# Recommender System

In [1]:
import numpy as np
import scipy.io as sio
import matplotlib.pyplot as plt

# Import datasets
- $X$: $num_{movies}$ (1682)  $\times$ $num_{features}$ (10) matrix of **movie features.**
- $\Theta$: $num_{users}$ (943)  $\times$ $num_{features}$ (10) matrix of **user features.**
- $Y$ : $num_{movies}$ $\times$ $num_{users}$ matrix of user ratings of movies  .
- $R$ : $num_{movies}$ $\times$ $num_{users}$ matrix, where $R(i, j) = 1$ if the $i^{th}$ movie was rated by the $j^{th}$ user.

In [2]:
movies_mat = sio.loadmat("./ex8_movies.mat")
params_mat = sio.loadmat("./ex8_movieParams.mat")

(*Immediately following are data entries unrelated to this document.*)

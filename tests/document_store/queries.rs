//! Query Tests
//!
//! Predicates built with the fluent builder and the text syntax, run against
//! a seeded collection.

use crate::common::*;
use proptest::prelude::*;

// ============================================================================
// Equality and counting
// ============================================================================

#[test]
fn equality_finds_matching_documents() {
    let (_db, people) = seeded();

    let found = people
        .find(&field("age").eq(30), &FindOptions::new(), None)
        .unwrap();

    assert_eq!(names(&found), vec!["Alice", "Carol"]);
    assert_eq!(people.count(&field("age").eq(30), None).unwrap(), 2);
}

#[test]
fn text_predicate_matches_builder() {
    let (_db, people) = seeded();

    let parsed = parse("age == 30").unwrap();
    assert_eq!(parsed, field("age").eq(30));
    assert_eq!(people.count(&parsed, None).unwrap(), 2);
}

#[test]
fn empty_result_is_not_an_error() {
    let (_db, people) = seeded();

    let found = people
        .find(&field("age").gt(100), &FindOptions::new(), None)
        .unwrap();

    assert!(found.is_empty());
    assert!(!people.any(&field("age").gt(100), None).unwrap());
    assert!(people.find_one(&field("age").gt(100), None).unwrap().is_none());
}

#[test]
fn logical_combinations() {
    let (_db, people) = seeded();

    let either = field("name").eq("Bob").or(field("name").eq("Carol"));
    assert_eq!(people.count(&either, None).unwrap(), 2);

    let both = parse(r#"age == 30 && name != "Alice""#).unwrap();
    let found = people.find(&both, &FindOptions::new(), None).unwrap();
    assert_eq!(names(&found), vec!["Carol"]);

    let negated = !field("age").eq(30);
    assert_eq!(people.count(&negated, None).unwrap(), 1);
}

#[test]
fn membership() {
    let (_db, people) = seeded();

    let found = people
        .find(
            &field("name").is_in(["Alice", "Bob", "Zed"]),
            &FindOptions::new(),
            None,
        )
        .unwrap();
    assert_eq!(names(&found), vec!["Alice", "Bob"]);
}

// ============================================================================
// String matching
// ============================================================================

#[test]
fn contains_matches_substring() {
    let (_db, people) = seeded();
    people.insert(&mut Person::new("Alicia", 22), None).unwrap();

    let found = people
        .find(&field("name").contains("Ali"), &FindOptions::new(), None)
        .unwrap();
    assert_eq!(names(&found), vec!["Alice", "Alicia"]);
}

#[test]
fn starts_and_ends_with() {
    let (_db, people) = seeded();

    assert_eq!(people.count(&field("name").starts_with("Ca"), None).unwrap(), 1);
    assert_eq!(people.count(&parse(r#"name.endsWith("b")"#).unwrap(), None).unwrap(), 1);
}

#[test]
fn like_is_case_sensitive_by_default() {
    let (_db, people) = seeded();

    assert_eq!(people.count(&field("name").starts_with("al"), None).unwrap(), 0);
    assert_eq!(people.count(&field("name").starts_with("Al"), None).unwrap(), 1);
}

#[test]
fn like_metacharacters_are_literal() {
    let db = Database::open_in_memory().unwrap();
    let tags = db.collection::<Person>("tags").unwrap();
    for name in ["50%", "50x", "a_b", "axb"] {
        tags.insert(&mut Person::new(name, 1), None).unwrap();
    }

    let found = tags
        .find(&field("name").contains("50%"), &FindOptions::new(), None)
        .unwrap();
    assert_eq!(names(&found), vec!["50%"]);

    let found = tags
        .find(&field("name").starts_with("a_"), &FindOptions::new(), None)
        .unwrap();
    assert_eq!(names(&found), vec!["a_b"]);
}

// ============================================================================
// Nested fields and nulls
// ============================================================================

#[test]
fn nested_field_translation_and_match() {
    let db = Database::open_in_memory().unwrap();
    let people = db.collection::<Person>("people").unwrap();
    people
        .insert(&mut Person::new("Ana", 41).with_city("Paris", "75001"), None)
        .unwrap();
    people
        .insert(&mut Person::new("Ben", 35).with_city("Lyon", "69001"), None)
        .unwrap();

    let predicate = field("address.city").eq("Paris");
    let translation = Translator::new(FieldNaming::CamelCase)
        .translate(&predicate)
        .unwrap();
    assert_eq!(translation.clause, "json_extract(data, '$.address.city') = ?");

    let found = people.find(&predicate, &FindOptions::new(), None).unwrap();
    assert_eq!(names(&found), vec!["Ana"]);

    // Member names follow the serializer's camelCase policy.
    let by_zip = people.count(&field("address.zip_code").eq("69001"), None).unwrap();
    assert_eq!(by_zip, 1);
}

#[test]
fn missing_and_null_fields_compare_as_null() {
    let (_db, people) = seeded();
    people
        .insert(&mut Person::new("Dave", 50).with_email("dave@example.com"), None)
        .unwrap();

    assert_eq!(people.count(&field("email").is_null(), None).unwrap(), 3);
    assert_eq!(people.count(&field("email").is_not_null(), None).unwrap(), 1);
    assert_eq!(people.count(&parse("email == null").unwrap(), None).unwrap(), 3);
}

#[test]
fn inequality_and_negation_skip_missing_fields() {
    let (_db, people) = seeded();
    people
        .insert(&mut Person::new("Dave", 50).with_email("dave@example.com"), None)
        .unwrap();

    // Comparisons against an absent member are unknown, and so are their
    // negations; only `== null` / `!= null` see the other three.
    let ne = people.count(&field("email").ne("x@example.com"), None).unwrap();
    let not_eq = people
        .count(&parse("!(email == \"x@example.com\")").unwrap(), None)
        .unwrap();
    assert_eq!(ne, 1);
    assert_eq!(not_eq, 1);

    let either = people
        .count(&parse("email != \"x@example.com\" || email == null").unwrap(), None)
        .unwrap();
    assert_eq!(either, 4);
}

#[test]
fn untranslatable_predicate_is_rejected() {
    let (_db, people) = seeded();

    let err = people.count(&parse("name.toUpper() == \"ALICE\"").unwrap(), None).unwrap_err();
    assert!(err.is_invalid_query());
    assert!(err.to_string().contains("toUpper"));
}

#[test]
fn unsupported_operand_behind_constant_is_rejected() {
    let (_db, people) = seeded();

    let predicate = parse("false && name.toUpper() == \"X\"").unwrap();
    let err = people.count(&predicate, None).unwrap_err();
    assert!(err.is_invalid_query());
    assert!(err.to_string().contains("toUpper"));
}

#[test]
fn deeply_nested_text_is_rejected() {
    let (_db, people) = seeded();

    let text = format!("{}age == 30{}", "(".repeat(50_000), ")".repeat(50_000));
    let err = parse(&text).unwrap_err();
    assert!(matches!(err, Error::Limit(_)));
    assert_eq!(people.count_all(None).unwrap(), 3);
}

// ============================================================================
// Paging and ordering
// ============================================================================

#[test]
fn default_order_is_insertion_order() {
    let (_db, people) = seeded();

    let all: Vec<String> = people.all(None).unwrap().into_iter().map(|p| p.name).collect();
    assert_eq!(all, vec!["Alice", "Bob", "Carol"]);
}

#[test]
fn skip_and_limit() {
    let (_db, people) = seeded();

    let page: Vec<String> = people
        .find(
            &stratadoc::Expr::always(),
            &FindOptions::new().skip(1).limit(1),
            None,
        )
        .unwrap()
        .into_iter()
        .map(|p| p.name)
        .collect();
    assert_eq!(page, vec!["Bob"]);

    let tail = people
        .find(&stratadoc::Expr::always(), &FindOptions::new().skip(2), None)
        .unwrap();
    assert_eq!(names(&tail), vec!["Carol"]);
}

#[test]
fn order_by_field_breaks_ties_by_insertion() {
    let (_db, people) = seeded();

    let options = FindOptions::new().order_by(
        stratadoc::FieldPath::parse("age").unwrap(),
        SortOrder::Desc,
    );
    let ordered: Vec<String> = people
        .find(&stratadoc::Expr::always(), &options, None)
        .unwrap()
        .into_iter()
        .map(|p| p.name)
        .collect();
    assert_eq!(ordered, vec!["Alice", "Carol", "Bob"]);
}

#[test]
fn collections_are_isolated() {
    let (db, people) = seeded();
    let others = db.collection::<Person>("others").unwrap();
    others.insert(&mut Person::new("Alice", 30), None).unwrap();

    assert_eq!(people.count(&field("name").eq("Alice"), None).unwrap(), 1);
    assert_eq!(others.count_all(None).unwrap(), 1);
    assert_eq!(people.count_all(None).unwrap(), 3);
}

// ============================================================================
// Properties
// ============================================================================

proptest! {
    #![proptest_config(ProptestConfig::with_cases(32))]

    #[test]
    fn find_length_equals_count(ages in proptest::collection::vec(0i64..10, 0..20), pivot in 0i64..10) {
        let db = Database::open_in_memory().unwrap();
        let people = db.collection::<Person>("people").unwrap();
        for (i, age) in ages.iter().enumerate() {
            people.insert(&mut Person::new(&format!("p{}", i), *age), None).unwrap();
        }

        for predicate in [field("age").lt(pivot), field("age").eq(pivot), field("age").ge(pivot)] {
            let found = people.find(&predicate, &FindOptions::new(), None).unwrap();
            let count = people.count(&predicate, None).unwrap();
            prop_assert_eq!(found.len() as u64, count);
        }

        let expected = ages.iter().filter(|a| **a >= pivot).count() as u64;
        prop_assert_eq!(people.count(&field("age").ge(pivot), None).unwrap(), expected);
    }
}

X, Theta = params_mat["X"], params_mat["Theta"]
Y, R = movies_mat["Y"], movies_mat["R"]

X.shape, Theta.shape, Y.shape, R.shape

((1682, 10), (943, 10), (1682, 943), (1682, 943))

# Serialize and de-serialize

In [3]:
def serialize(X, Theta):
    return np.concatenate((X.ravel(), Theta.ravel()))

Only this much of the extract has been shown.